Products of early and late stages of OxLDL can activate
endothelial cells, including, presumably, an increased
ability to generate reactive oxygen species which, in turn, would serve
to further amplify rates of lipid peroxidation.
However, the enhanced isoprostane excretion does not tell us where the increased lipid peroxidation is occurring or whether it is necessarily related to atherosclerotic lesion formation. Indeed, the work of Liao et al19 demonstrates that the enhanced rate of lipid peroxidation associated with hypercholesterolemia occurs in organs other than the artery; thus, many organs, including the kidney, may be responsible for the enhanced urinary excretion of the F2 isoprostanes. It is possible that once a chronic inflammatory lesion is established, as is believed to be the case with established atherosclerotic lesions,20 ongoing enhanced lipid peroxidation may occur independent of hypercholesterolemia. In the study of apoE deficient mice noted above, vitamin E therapy reduced atherosclerosis and isoprostane excretion without altering cholesterol levels.4 Important future experiments will be needed to determine whether hypolipidemic therapy in both young and older patients will also decrease the elevated urinary F2 isoprostane levels, providing evidence for a causal relationship. Indeed, it is possible that the rather dramatic and rapid improvement in clinical outcomes seen in multiple hypolipidemic trials, and in at least one vitamin E trial (CHAOS), are due, in part, to a reduction in rates of lipid peroxidation within the artery wall.

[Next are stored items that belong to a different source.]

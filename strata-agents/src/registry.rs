//! Copy-on-write capability registry.
//!
//! Reads clone an `Arc` snapshot under a briefly held read lock and then work
//! lock-free. Writes build a new snapshot and swap it in, so a reader never
//! observes a half-applied registration.

use std::collections::HashMap;
use std::sync::{Arc, PoisonError, RwLock};
use strata_core::{Capability, ValidationError};

use crate::executor::CapabilityExecutor;

#[derive(Clone, Default)]
struct Snapshot {
    capabilities: HashMap<String, Arc<Capability>>,
    executors: HashMap<String, Arc<dyn CapabilityExecutor>>,
}

/// Maps capability names to their declarations and agents to executors.
#[derive(Default)]
pub struct CapabilityRegistry {
    inner: RwLock<Arc<Snapshot>>,
}

impl std::fmt::Debug for CapabilityRegistry {
    fn fmt(&self, f: &mut std::fmt::Formatter<'_>) -> std::fmt::Result {
        f.debug_struct("CapabilityRegistry")
            .field("capabilities", &self.capability_names())
            .field("agents", &self.agent_ids())
            .finish()
    }
}

impl CapabilityRegistry {
    pub fn new() -> Self {
        Self::default()
    }

    fn snapshot(&self) -> Arc<Snapshot> {
        Arc::clone(&self.inner.read().unwrap_or_else(PoisonError::into_inner))
    }

    fn update(&self, apply: impl FnOnce(&mut Snapshot)) {
        let mut guard = self.inner.write().unwrap_or_else(PoisonError::into_inner);
        let mut next = Snapshot::clone(&guard);
        apply(&mut next);
        *guard = Arc::new(next);
    }

    /// Insert or replace a capability by name.
    pub fn register(&self, capability: Capability) -> Result<(), ValidationError> {
        validate_capability(&capability)?;
        tracing::info!(
            capability = %capability.name,
            agent_id = %capability.owner_agent_id,
            required_permission = %capability.required_permission,
            "Registered capability"
        );
        self.update(|snap| {
            snap.capabilities
                .insert(capability.name.clone(), Arc::new(capability));
        });
        Ok(())
    }

    /// Register an executor and every capability it declares, in one swap.
    ///
    /// Declared capabilities must name this executor's agent as owner.
    /// Returns the number of capabilities registered.
    pub fn register_agent(&self, executor: Arc<dyn CapabilityExecutor>) -> Result<usize, ValidationError> {
        let agent_id = executor.agent_id().to_string();
        if agent_id.is_empty() {
            return Err(ValidationError::RequiredFieldMissing {
                field: "agent_id".to_string(),
            });
        }

        let declared = executor.capabilities();
        for capability in &declared {
            validate_capability(capability)?;
            if capability.owner_agent_id != agent_id {
                return Err(ValidationError::InvalidValue {
                    field: "owner_agent_id".to_string(),
                    reason: format!(
                        "capability {} is owned by {}, not {}",
                        capability.name, capability.owner_agent_id, agent_id
                    ),
                });
            }
        }

        let count = declared.len();
        self.update(|snap| {
            snap.executors.insert(agent_id.clone(), executor);
            for capability in declared {
                snap.capabilities
                    .insert(capability.name.clone(), Arc::new(capability));
            }
        });
        tracing::info!(agent_id = %agent_id, capabilities = count, "Registered agent");
        Ok(count)
    }

    pub fn resolve(&self, name: &str) -> Option<Arc<Capability>> {
        self.snapshot().capabilities.get(name).cloned()
    }

    pub fn executor(&self, agent_id: &str) -> Option<Arc<dyn CapabilityExecutor>> {
        self.snapshot().executors.get(agent_id).cloned()
    }

    pub fn unregister(&self, name: &str) -> bool {
        let mut removed = false;
        self.update(|snap| removed = snap.capabilities.remove(name).is_some());
        removed
    }

    /// Registered capability names, sorted.
    pub fn capability_names(&self) -> Vec<String> {
        let mut names: Vec<String> = self.snapshot().capabilities.keys().cloned().collect();
        names.sort();
        names
    }

    /// Registered agent ids, sorted.
    pub fn agent_ids(&self) -> Vec<String> {
        let mut ids: Vec<String> = self.snapshot().executors.keys().cloned().collect();
        ids.sort();
        ids
    }

    pub fn len(&self) -> usize {
        self.snapshot().capabilities.len()
    }

    pub fn is_empty(&self) -> bool {
        self.len() == 0
    }
}

fn validate_capability(capability: &Capability) -> Result<(), ValidationError> {
    if capability.name.trim().is_empty() {
        return Err(ValidationError::RequiredFieldMissing {
            field: "name".to_string(),
        });
    }
    if capability.owner_agent_id.trim().is_empty() {
        return Err(ValidationError::RequiredFieldMissing {
            field: "owner_agent_id".to_string(),
        });
    }
    Ok(())
}
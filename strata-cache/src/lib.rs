//! Strata Cache - Tiered Result Cache
//!
//! A key-value cache with three tiers:
//!
//! - **Hot**: uncompressed values, checked first
//! - **Compressed**: zstd frames, decompressed on read
//! - **Predictive**: values fetched ahead of demand by the preloader
//!
//! Eviction is cost-aware: an entry's retention score is
//! `priority * cost / (1 + idle / recency_scale)` and the lowest score goes
//! first. Hot victims are demoted to Compressed before anything is deleted.
//!
//! The engine is synchronous and lock-sharded; only preloading is async, and
//! it never holds a shard lock across a loader call.

mod budget;
mod compression;
pub mod config;
mod engine;
mod entry;
pub mod loader;
pub mod maintenance;
mod pattern;
mod stats;

pub use config::CacheConfig;
pub use engine::{CacheEngine, PreloadReport};
pub use entry::{retention_score, EntryInfo};
pub use loader::{LoaderRegistry, PreloadLoader};
pub use maintenance::{cache_maintenance_task, MaintenanceMetrics, MaintenanceSnapshot};
pub use stats::{CacheStats, TierUsage};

As discussed above, there is preliminary data in animals and humans that measures of urinary isoprostanes reflect in vivo rates of lipid peroxidation and that antioxidant therapies can decrease isoprostane excretions. Further studies to confirm and extend these data and identify the variables (eg, age, gender, diet, drugs, presence of renal disease) that may alter urinary isoprostane measurements and the impact of antioxidants are needed. Correlation with other available measurements of lipid peroxidation and with measures of atherosclerosis are also needed. Despite these and other questions, the measurement of F2 isoprostanes shows great promise as a useful technique for identifying populations that may have enhanced rates of lipid peroxidation and thus may benefit most from the benefits of antioxidant intervention. It should be noted that even among the HFH patients, there was a 4- to 6-fold variation in isoprostane excretion and some even had isoprostane levels similar to controls. Isoprostane measurements should also prove useful in designing optimal antioxidant regimens and in monitoring their effectiveness in a clinical trial. We are frequently asked whether the medical establishment should recommend to the population as a whole the widespread use of antioxidant supplementation, such as vitamin E. As in other aspects of medical therapy, we firmly believe that this should not be done until the clinical efficacy of this intervention has been demonstrated. The accumulated data suggest that measurements of F2 isoprostanes may enable us to more rationally design appropriate clinical trials and thus obtain an answer to the question: "To E or not to E."